> _Work to complete_:
In the entries that follow, find the word "bool" and report each line it is on.

> _Available data_:
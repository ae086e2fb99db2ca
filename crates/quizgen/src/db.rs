use sqlx::sqlite::{SqliteConnectOptions, SqliteJournalMode, SqlitePoolOptions};
use sqlx::SqlitePool;
use std::str::FromStr;
use std::time::Duration;

pub async fn make_pool(database_url: &str, max_connections: u32) -> anyhow::Result<SqlitePool> {
    let busy_timeout_ms = std::env::var("QUIZGEN_DB_BUSY_TIMEOUT_MS")
        .ok()
        .and_then(|s| s.parse::<u64>().ok())
        .unwrap_or(5_000)
        .clamp(100, 60_000);

    let opts = SqliteConnectOptions::from_str(database_url)?
        .create_if_missing(true)
        .journal_mode(SqliteJournalMode::Wal)
        .foreign_keys(true)
        .busy_timeout(Duration::from_millis(busy_timeout_ms));

    ensure_parent_dir(database_url)?;

    let pool = SqlitePoolOptions::new()
        .max_connections(max_connections.clamp(1, 32))
        .acquire_timeout(Duration::from_secs(10))
        .connect_with(opts)
        .await?;

    Ok(pool)
}

pub async fn run_migrations(pool: &SqlitePool) -> anyhow::Result<()> {
    sqlx::migrate!("./migrations").run(pool).await?;
    Ok(())
}

// sqlite will not create missing directories for the database file
fn ensure_parent_dir(database_url: &str) -> anyhow::Result<()> {
    let path = database_url
        .trim_start_matches("sqlite://")
        .trim_start_matches("sqlite:");
    let path = path.split('?').next().unwrap_or(path);

    if path.is_empty() || path == ":memory:" {
        return Ok(());
    }

    if let Some(parent) = std::path::Path::new(path).parent() {
        if !parent.as_os_str().is_empty() {
            std::fs::create_dir_all(parent)?;
        }
    }
    Ok(())
}
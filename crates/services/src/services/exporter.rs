use std::collections::BTreeSet;

use db::models::{project::Project, task::Task, task_run::TaskRun};
use serde::{Deserialize, Serialize};
use serde_json::Value;
use sqlx::SqlitePool;
use strum_macros::{Display, EnumString};
use thiserror::Error;
use ts_rs::TS;

use crate::services::ckan::{CkanClient, CkanError};

#[derive(Debug, Error)]
pub enum ExportError {
    #[error(transparent)]
    Database(#[from] sqlx::Error),
    #[error(transparent)]
    Json(#[from] serde_json::Error),
    #[error(transparent)]
    Csv(#[from] csv::Error),
    #[error("CSV output is not valid UTF-8")]
    Utf8,
    #[error("project does not have tasks")]
    NoTasks,
    #[error("project does not have task runs")]
    NoTaskRuns,
    #[error(transparent)]
    Ckan(#[from] CkanError),
    #[error("CKAN export is not configured")]
    CkanNotConfigured,
}

#[derive(
    Debug, Clone, Copy, PartialEq, Eq, Serialize, Deserialize, TS, Display, EnumString,
)]
#[serde(rename_all = "snake_case")]
#[strum(serialize_all = "snake_case")]
pub enum ExportType {
    Task,
    TaskRun,
}

#[derive(
    Debug, Clone, Copy, PartialEq, Eq, Serialize, Deserialize, TS, Display, EnumString,
)]
#[serde(rename_all = "lowercase")]
#[strum(serialize_all = "lowercase")]
pub enum ExportFormat {
    Json,
    Csv,
    Ckan,
}

impl ExportFormat {
    pub fn content_type(self) -> &'static str {
        match self {
            ExportFormat::Json | ExportFormat::Ckan => "application/json",
            ExportFormat::Csv => "text/csv; charset=utf-8",
        }
    }
}

/// What the export page offers.
#[derive(Debug, Clone, Serialize, TS)]
pub struct ExportSummary {
    pub types: Vec<ExportType>,
    pub formats: Vec<ExportFormat>,
    pub n_tasks: i64,
    pub n_task_runs: i64,
}

pub async fn summary(pool: &SqlitePool, project_id: i64) -> Result<ExportSummary, ExportError> {
    Ok(ExportSummary {
        types: vec![ExportType::Task, ExportType::TaskRun],
        formats: vec![ExportFormat::Json, ExportFormat::Csv, ExportFormat::Ckan],
        n_tasks: Task::count_by_project(pool, project_id).await?,
        n_task_runs: TaskRun::count_by_project(pool, project_id).await?,
    })
}

/// `{short_name}_{type}.{format}`, kept verbatim for non-latin short names.
pub fn filename(short_name: &str, ty: ExportType, format: ExportFormat) -> String {
    format!("{short_name}_{ty}.{format}")
}

/// Every task or task run of the project as JSON objects.
pub async fn records(
    pool: &SqlitePool,
    project_id: i64,
    ty: ExportType,
) -> Result<Vec<Value>, ExportError> {
    let values = match ty {
        ExportType::Task => Task::find_by_project_id(pool, project_id)
            .await?
            .iter()
            .map(serde_json::to_value)
            .collect::<Result<Vec<_>, _>>()?,
        ExportType::TaskRun => TaskRun::find_by_project_id(pool, project_id)
            .await?
            .iter()
            .map(serde_json::to_value)
            .collect::<Result<Vec<_>, _>>()?,
    };
    Ok(values)
}

pub fn to_json(records: &[Value]) -> Result<String, ExportError> {
    Ok(serde_json::to_string(records)?)
}

fn cell(value: Option<&Value>) -> String {
    match value {
        None | Some(Value::Null) => String::new(),
        Some(Value::String(s)) => s.clone(),
        Some(other) => other.to_string(),
    }
}

/// One row per record: `{type}__{field}` columns for the record fields,
/// `info` included as a JSON string, then `{type}info__{key}` columns for
/// every key found in any `info` object.
pub fn to_csv(records: &[Value], ty: ExportType) -> Result<String, ExportError> {
    let Some(first) = records.first() else {
        return Err(match ty {
            ExportType::Task => ExportError::NoTasks,
            ExportType::TaskRun => ExportError::NoTaskRuns,
        });
    };

    let fields: Vec<String> = first
        .as_object()
        .map(|m| m.keys().cloned().collect())
        .unwrap_or_default();
    let info_keys: BTreeSet<String> = records
        .iter()
        .filter_map(|r| r.get("info").and_then(Value::as_object))
        .flat_map(|info| info.keys().cloned())
        .collect();

    let mut writer = csv::Writer::from_writer(Vec::new());
    let header = fields
        .iter()
        .map(|f| format!("{ty}__{f}"))
        .chain(info_keys.iter().map(|k| format!("{ty}info__{k}")));
    writer.write_record(header)?;

    for record in records {
        let info = record.get("info");
        let row = fields.iter().map(|f| cell(record.get(f))).chain(
            info_keys
                .iter()
                .map(|k| cell(info.and_then(|i| i.get(k)))),
        );
        writer.write_record(row)?;
    }

    let bytes = writer
        .into_inner()
        .map_err(|e| ExportError::Csv(e.into_error().into()))?;
    String::from_utf8(bytes).map_err(|_| ExportError::Utf8)
}

/// Pushes the export to CKAN and returns the CKAN URL for the success message.
pub async fn to_ckan(
    client: reqwest::Client,
    ckan_url: Option<&str>,
    api_key: Option<&str>,
    project: &Project,
    project_url: &str,
    ty: ExportType,
    records: &[Value],
) -> Result<String, ExportError> {
    let (Some(ckan_url), Some(api_key)) = (ckan_url, api_key) else {
        return Err(ExportError::CkanNotConfigured);
    };
    if records.is_empty() {
        return Err(match ty {
            ExportType::Task => ExportError::NoTasks,
            ExportType::TaskRun => ExportError::NoTaskRuns,
        });
    }
    CkanClient::new(client, ckan_url, api_key)
        .publish(project, project_url, &ty.to_string(), records)
        .await?;
    Ok(ckan_url.to_string())
}
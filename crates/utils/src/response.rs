use serde::Serialize;
use ts_rs::TS;

#[derive(Debug, Serialize, TS)]
pub struct ApiResponse<T, E = T> {
    success: bool,
    data: Option<T>,
    error_data: Option<E>,
    message: Option<String>,
}

impl<T, E> ApiResponse<T, E> {
    /// Creates a successful response, with `data` and no message.
    pub fn success(data: T) -> Self {
        ApiResponse {
            success: true,
            data: Some(data),
            message: None,
            error_data: None,
        }
    }

    /// Creates a successful response carrying a flash-style message next to the data.
    pub fn success_with_message(data: T, message: impl Into<String>) -> Self {
        ApiResponse {
            success: true,
            data: Some(data),
            message: Some(message.into()),
            error_data: None,
        }
    }

    /// Creates an error response, with `message` and no data.
    pub fn error(message: &str) -> Self {
        ApiResponse {
            success: false,
            data: None,
            message: Some(message.to_string()),
            error_data: None,
        }
    }

    /// Creates an error response, with no `data`, no `message`, but with arbitrary `error_data`.
    pub fn error_with_data(data: E) -> Self {
        ApiResponse {
            success: false,
            data: None,
            error_data: Some(data),
            message: None,
        }
    }

    pub fn is_success(&self) -> bool {
        self.success
    }

    pub fn message(&self) -> Option<&str> {
        self.message.as_deref()
    }
}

> _Answer box_:
    success: bool,
    pub fn is_success(&self) -> bool {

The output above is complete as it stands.